About this exercise
Where a line of the listing below includes the word "field", reproduce that line.

Raw data

//! Rectilinear grids: two independent axes composed into a 2D domain.

use std::fmt;
use std::sync::Arc;

use coverage_common::{BoundingBox, CrsCode, HorizontalPosition, Reprojector};

use crate::axis::{Axis, ReferenceableAxis};
use crate::cell::{GridCell, GridCoordinates2D, GridExtent};

/// A 2D coordinate system formed by an x axis and a y axis, which need not be
/// evenly or identically spaced.
///
/// The grid is immutable after construction: every query is a read-only
/// combination of the two per-axis lookups, so unsynchronized concurrent
/// access is safe.
#[derive(Clone)]
pub struct RectilinearGrid {
    x_axis: ReferenceableAxis,
    y_axis: ReferenceableAxis,
    crs: CrsCode,
    reprojector: Option<Arc<dyn Reprojector + Send + Sync>>,
}

impl RectilinearGrid {
    /// Compose two axes into a grid in the given CRS.
    pub fn new(x_axis: ReferenceableAxis, y_axis: ReferenceableAxis, crs: CrsCode) -> Self {
        tracing::debug!(
            x_size = x_axis.size(),
            y_size = y_axis.size(),
            crs = %crs,
            "built rectilinear grid"
        );
        Self {
            x_axis,
            y_axis,
            crs,
            reprojector: None,
        }
    }

    /// Attach a reprojection capability for cross-CRS cell queries.
    pub fn with_reprojector(mut self, reprojector: Arc<dyn Reprojector + Send + Sync>) -> Self {
        self.reprojector = Some(reprojector);
        self
    }

    pub fn x_axis(&self) -> &ReferenceableAxis {
        &self.x_axis
    }

    pub fn y_axis(&self) -> &ReferenceableAxis {
        &self.y_axis
    }

    pub fn crs(&self) -> CrsCode {
        self.crs
    }

    /// Number of cells along x.
    pub fn x_size(&self) -> usize {
        self.x_axis.size()
    }

    /// Number of cells along y.
    pub fn y_size(&self) -> usize {
        self.y_axis.size()
    }

    /// Total number of cells.
    pub fn size(&self) -> usize {
        self.x_size() * self.y_size()
    }

    /// The inclusive index range of the grid.
    pub fn grid_extent(&self) -> GridExtent {
        GridExtent::new(self.x_size() - 1, self.y_size() - 1)
    }

    /// The coordinate footprint of the whole grid, extrapolated edge cells
    /// included.
    pub fn coordinate_extent(&self) -> BoundingBox {
        BoundingBox::from_extents(
            self.x_axis.coordinate_extent(),
            self.y_axis.coordinate_extent(),
        )
    }

    /// The axis value pair at a cell's indices, in the grid CRS.
    ///
    /// # Panics
    /// Panics if either index is out of range.
    pub fn position_of(&self, coords: GridCoordinates2D) -> HorizontalPosition {
        HorizontalPosition::new(
            self.x_axis.coordinate_value(coords.x_index),
            self.y_axis.coordinate_value(coords.y_index),
            self.crs,
        )
    }

    /// Find the cell whose bounds contain `pos`, reprojecting first when the
    /// position is expressed in a different CRS. Positions outside the axis
    /// ranges are a normal miss, not an error.
    pub fn find_containing_cell(&self, pos: HorizontalPosition) -> Option<GridCoordinates2D> {
        let pos = self.in_grid_crs(pos)?;
        let x_index = self.x_axis.find_index_of(pos.x)?;
        let y_index = self.y_axis.find_index_of(pos.y)?;
        Some(GridCoordinates2D::new(x_index, y_index))
    }

    fn in_grid_crs(&self, pos: HorizontalPosition) -> Option<HorizontalPosition> {
        if pos.crs == self.crs {
            return Some(pos);
        }
        match &self.reprojector {
            Some(reprojector) => reprojector.reproject(pos, self.crs),
            None => {
                tracing::warn!(
                    from = %pos.crs,
                    to = %self.crs,
                    "no reprojector attached; cross-CRS query treated as a miss"
                );
                None
            }
        }
    }

    /// Resolve a position (already in the grid CRS) to a row-major linear
    /// index, `x_index + x_size * y_index`.
    pub fn find_index_of(&self, pos: HorizontalPosition) -> Option<usize> {
        let x_index = self.x_axis.find_index_of(pos.x)?;
        let y_index = self.y_axis.find_index_of(pos.y)?;
        Some(x_index + self.x_size() * y_index)
    }

    /// Whether `pos` lies within the grid's coordinate extent. This uses the
    /// extrapolated per-axis extents, so it is broader than an exact index
    /// lookup succeeding.
    pub fn contains(&self, pos: HorizontalPosition) -> bool {
        self.x_axis.coordinate_extent().contains(pos.x)
            && self.y_axis.coordinate_extent().contains(pos.y)
    }

    /// Build the cell at the given indices from the two axes' bounds.
    ///
    /// # Panics
    /// Panics if either index is out of range.
    pub fn grid_cell(&self, x_index: usize, y_index: usize) -> GridCell<'_> {
        let x_bounds = self.x_axis.coordinate_bounds(x_index);
        let y_bounds = self.y_axis.coordinate_bounds(y_index);
        GridCell::new(
            GridCoordinates2D::new(x_index, y_index),
            BoundingBox::from_extents(x_bounds, y_bounds),
            self.crs,
            self,
        )
    }

    /// All cells of the grid in row-major order, computed lazily. The
    /// iterator is restartable (call again for a fresh pass) and keeps memory
    /// proportional to the axes, never the cell count.
    pub fn domain_objects(&self) -> DomainObjects<'_> {
        DomainObjects {
            grid: self,
            next: 0,
            total: self.size(),
        }
    }
}

impl fmt::Debug for RectilinearGrid {
    fn fmt(&self, f: &mut fmt::Formatter<'_>) -> fmt::Result {
        f.debug_struct("RectilinearGrid")
            .field("x_axis", &self.x_axis)
            .field("y_axis", &self.y_axis)
            .field("crs", &self.crs)
            .field("reprojector", &self.reprojector.is_some())
            .finish()
    }
}

/// Lazy row-major enumeration of a grid's cells.
#[derive(Debug, Clone)]
pub struct DomainObjects<'g> {
    grid: &'g RectilinearGrid,
    next: usize,
    total: usize,
}

impl<'g> DomainObjects<'g> {
    /// The cell at a linear index, independent of iteration state.
    pub fn get(&self, linear: usize) -> Option<GridCell<'g>> {
        let coords = self.grid.grid_extent().decompose(linear)?;
        Some(self.grid.grid_cell(coords.x_index, coords.y_index))
    }
}

impl<'g> Iterator for DomainObjects<'g> {
    type Item = GridCell<'g>;

    fn next(&mut self) -> Option<Self::Item> {
        if self.next >= self.total {
            return None;
        }
        let cell = self.get(self.next);
        self.next += 1;
        cell
    }

    fn size_hint(&self) -> (usize, Option<usize>) {
        let remaining = self.total - self.next;
        (remaining, Some(remaining))
    }
}

impl ExactSizeIterator for DomainObjects<'_> {}

#[cfg(test)]
mod tests {
    use super::*;

    fn grid_4x3() -> RectilinearGrid {
        let x = ReferenceableAxis::new("x", vec![0.0, 10.0, 20.0, 30.0]).unwrap();
        let y = ReferenceableAxis::new("y", vec![0.0, 5.0, 10.0]).unwrap();
        RectilinearGrid::new(x, y, CrsCode::Epsg4326)
    }

    #[test]
    fn test_grid_extent() {
        let grid = grid_4x3();
        assert_eq!(grid.grid_extent(), GridExtent::new(3, 2));
        assert_eq!(grid.size(), 12);
    }

    #[test]
    fn test_find_containing_cell() {
        let grid = grid_4x3();
        let pos = HorizontalPosition::new(21.0, 4.0, CrsCode::Epsg4326);
        assert_eq!(
            grid.find_containing_cell(pos),
            Some(GridCoordinates2D::new(2, 1))
        );

        let outside = HorizontalPosition::new(-50.0, 4.0, CrsCode::Epsg4326);
        assert_eq!(grid.find_containing_cell(outside), None);
    }

    #[test]
    fn test_cross_crs_without_reprojector_misses() {
        let grid = grid_4x3();
        let pos = HorizontalPosition::new(21.0, 4.0, CrsCode::Epsg3857);
        assert_eq!(grid.find_containing_cell(pos), None);
    }

    #[test]
    fn test_cross_crs_with_reprojector() {
        struct Shift;
        impl Reprojector for Shift {
            fn reproject(
                &self,
                pos: HorizontalPosition,
                target: CrsCode,
            ) -> Option<HorizontalPosition> {
                // Stand-in transform: drop the CRS tag, keep ordinates.
                Some(HorizontalPosition::new(pos.x, pos.y, target))
            }
        }

        let grid = grid_4x3().with_reprojector(Arc::new(Shift));
        let pos = HorizontalPosition::new(21.0, 4.0, CrsCode::Epsg3857);
        assert_eq!(
            grid.find_containing_cell(pos),
            Some(GridCoordinates2D::new(2, 1))
        );
    }

    #[test]
    fn test_linear_index() {
        let grid = grid_4x3();
        // X index 2, Y index 1 -> 2 + 4*1 = 6.
        let pos = HorizontalPosition::new(20.0, 5.0, CrsCode::Epsg4326);
        assert_eq!(grid.find_index_of(pos), Some(6));
        assert_eq!(grid.find_index_of(HorizontalPosition::new(99.0, 5.0, CrsCode::Epsg4326)), None);
    }

    #[test]
    fn test_contains_uses_extrapolated_extent() {
        let grid = grid_4x3();
        // x extent is -5..35, y extent is -2.5..12.5.
        assert!(grid.contains(HorizontalPosition::new(-4.0, 0.0, CrsCode::Epsg4326)));
        assert!(grid.contains(HorizontalPosition::new(34.0, 12.0, CrsCode::Epsg4326)));
        assert!(!grid.contains(HorizontalPosition::new(-6.0, 0.0, CrsCode::Epsg4326)));
        assert!(!grid.contains(HorizontalPosition::new(0.0, 13.0, CrsCode::Epsg4326)));
    }

    #[test]
    fn test_grid_cell_footprint() {
        let grid = grid_4x3();
        let cell = grid.grid_cell(0, 0);
        assert_eq!(cell.footprint(), BoundingBox::new(-5.0, -2.5, 5.0, 2.5));
        assert_eq!(cell.crs(), CrsCode::Epsg4326);
        assert_eq!(
            cell.center(),
            HorizontalPosition::new(0.0, 0.0, CrsCode::Epsg4326)
        );
        assert!(cell.contains(HorizontalPosition::new(-4.9, 2.4, CrsCode::Epsg4326)));
    }

    #[test]
    fn test_position_of() {
        let grid = grid_4x3();
        assert_eq!(
            grid.position_of(GridCoordinates2D::new(3, 2)),
            HorizontalPosition::new(30.0, 10.0, CrsCode::Epsg4326)
        );
    }

    #[test]
    fn test_domain_objects_row_major() {
        let grid = grid_4x3();
        let cells = grid.domain_objects();
        assert_eq!(cells.len(), 12);

        let coords: Vec<_> = grid.domain_objects().map(|c| c.coordinates()).collect();
        assert_eq!(coords[0], GridCoordinates2D::new(0, 0));
        assert_eq!(coords[1], GridCoordinates2D::new(1, 0));
        assert_eq!(coords[4], GridCoordinates2D::new(0, 1));
        assert_eq!(coords[11], GridCoordinates2D::new(3, 2));
    }

    #[test]
    fn test_domain_objects_get_matches_iteration() {
        let grid = grid_4x3();
        let cells = grid.domain_objects();
        for (i, cell) in grid.domain_objects().enumerate() {
            let indexed = cells.get(i).unwrap();
            assert_eq!(indexed.coordinates(), cell.coordinates());
            assert_eq!(indexed.footprint(), cell.footprint());
        }
        assert!(cells.get(12).is_none());
    }
}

Response to the task
            .field("x_axis", &self.x_axis)
            .field("y_axis", &self.y_axis)
            .field("crs", &self.crs)
            .field("reprojector", &self.reprojector.is_some())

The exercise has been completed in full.